(Beginning of Data for review)
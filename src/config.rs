//! # Run configuration.
//!
//! Provides [`RunConfig`], the settings an [`Executor`](crate::Executor)
//! applies to every run it drives.
//!
//! Unlike a soft cap, `max_concurrent` here is a hard admission ceiling:
//! the executor never has more than `max_concurrent` transforms in flight,
//! and a value of `0` is rejected at the run boundary rather than being
//! treated as "unlimited".

use crate::error::RunError;

/// Configuration for executor runs.
///
/// ## Field semantics
/// - `max_concurrent`: admission ceiling; at most `n` transforms run
///   simultaneously. Must be `>= 1`, validated when a run starts.
///
/// All fields are public for flexibility; [`RunConfig::validate`] is called
/// at the run boundary so malformed values fail before any task starts.
#[derive(Clone, Copy, Debug, PartialEq, Eq)]
pub struct RunConfig {
    /// Maximum number of transforms to run concurrently.
    ///
    /// Excess inputs wait in the pending queue; the ceiling is the
    /// backpressure mechanism.
    pub max_concurrent: usize,
}

impl RunConfig {
    /// Creates a config with the given concurrency ceiling.
    pub fn new(max_concurrent: usize) -> Self {
        Self { max_concurrent }
    }

    /// Checks the config for malformed values.
    ///
    /// Returns [`RunError::InvalidConcurrency`] if `max_concurrent == 0`.
    pub fn validate(&self) -> Result<(), RunError> {
        if self.max_concurrent == 0 {
            return Err(RunError::InvalidConcurrency { got: 0 });
        }
        Ok(())
    }
}

impl Default for RunConfig {
    /// Default configuration: `max_concurrent = 4`.
    fn default() -> Self {
        Self { max_concurrent: 4 }
    }
}
//! Executor core: admission, aggregation, and run lifecycle.
//!
//! The only public API from this module is [`Executor`] (and its builder),
//! which drives a whole run: admits tasks up to the concurrency ceiling,
//! aggregates completions into order-aligned results, reports progress,
//! and settles the run exactly once.
//!
//! Internal modules:
//! - [`state`]: owned run bookkeeping (pending queue, counters, result slots);
//! - [`launch`]: spawns one admitted task with panic capture;
//! - [`executor`]: the public entry points and the completion loop.

mod executor;
mod launch;
mod state;

pub use executor::{Executor, ExecutorBuilder};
(End of Data for review)
Task description:
The lines above that include "RunError" should each be listed.

Response to the task:
use crate::error::RunError;
    /// Returns [`RunError::InvalidConcurrency`] if `max_concurrent == 0`.
    pub fn validate(&self) -> Result<(), RunError> {
            return Err(RunError::InvalidConcurrency { got: 0 });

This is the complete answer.